• [Aim of the task]: In the material below, find the line containing "pub fn fields(&self)" and the line containing "pub fn error(&self, key: FieldKey)", then reproduce exactly both of them and every line between, and nothing else.

• [Records for this task]:
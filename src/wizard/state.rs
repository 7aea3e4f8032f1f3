use super::outcome::Warning;
use super::types::{FieldKey, Step};
use crate::capture::EncodedImage;
use chrono::{DateTime, Utc};
use serde::{Deserialize, Serialize};
use std::collections::BTreeMap;
use uuid::Uuid;

/// Everything the rendering layer reads. Only `WizardEngine` mutates it.
#[derive(Debug, Clone, Serialize)]
#[serde(rename_all = "camelCase")]
pub struct WizardState {
    pub(super) current_step: Step,
    pub(super) fields: BTreeMap<FieldKey, String>,
    pub(super) errors: BTreeMap<FieldKey, String>,
    pub(super) signature_artifact: Option<EncodedImage>,
    pub(super) photo_artifact: Option<EncodedImage>,
    pub(super) camera_available: bool,
    pub(super) completed: bool,
    pub(super) warning: Option<Warning>,
}

impl WizardState {
    pub(super) fn new() -> Self {
        Self {
            current_step: Step::PersonalInfo,
            fields: FieldKey::ALL
                .into_iter()
                .map(|key| (key, String::new()))
                .collect(),
            errors: BTreeMap::new(),
            signature_artifact: None,
            photo_artifact: None,
            camera_available: true,
            completed: false,
            warning: None,
        }
    }

    pub fn current_step(&self) -> Step {
        self.current_step
    }

    pub fn fields(&self) -> &BTreeMap<FieldKey, String> {
        &self.fields
    }

    pub fn field(&self, key: FieldKey) -> &str {
        self.fields.get(&key).map(String::as_str).unwrap_or_default()
    }

    pub fn errors(&self) -> &BTreeMap<FieldKey, String> {
        &self.errors
    }

    pub fn error(&self, key: FieldKey) -> Option<&str> {
        self.errors.get(&key).map(String::as_str)
    }

    pub fn signature_artifact(&self) -> Option<&EncodedImage> {
        self.signature_artifact.as_ref()
    }

    pub fn photo_artifact(&self) -> Option<&EncodedImage> {
        self.photo_artifact.as_ref()
    }

    pub fn camera_available(&self) -> bool {
        self.camera_available
    }

    pub fn is_completed(&self) -> bool {
        self.completed
    }

    pub fn warning(&self) -> Option<Warning> {
        self.warning
    }

    pub fn progress_percent(&self) -> f32 {
        if self.completed {
            100.0
        } else {
            self.current_step.progress_percent()
        }
    }
}

/// The completed intake, produced once every gate has passed
#[derive(Debug, Clone, PartialEq, Serialize, Deserialize)]
#[serde(rename_all = "camelCase")]
pub struct Submission {
    pub id: Uuid,
    pub fields: BTreeMap<FieldKey, String>,
    pub signature: EncodedImage,
    pub photo: EncodedImage,
    pub completed_at: DateTime<Utc>,
}

impl Submission {
    pub const SUCCESS_MESSAGE: &'static str = "Success! Your information has been submitted.";
}
mod geometry;
mod pad;

pub use geometry::{Point, SurfaceRect};
pub use pad::{SignaturePad, StrokeStyle};
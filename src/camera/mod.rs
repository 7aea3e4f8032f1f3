mod device;
mod session;
mod synthetic;

pub use device::{MediaDevice, VideoStream};
pub use session::{Acquisition, CameraSessionHandle, DeviceCameraSession};
pub use synthetic::{CameraBehavior, SyntheticCamera};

• [Final answer]:
    pub fn fields(&self) -> &BTreeMap<FieldKey, String> {
        &self.fields
    }

    pub fn field(&self, key: FieldKey) -> &str {
        self.fields.get(&key).map(String::as_str).unwrap_or_default()
    }

    pub fn errors(&self) -> &BTreeMap<FieldKey, String> {
        &self.errors
    }

    pub fn error(&self, key: FieldKey) -> Option<&str> {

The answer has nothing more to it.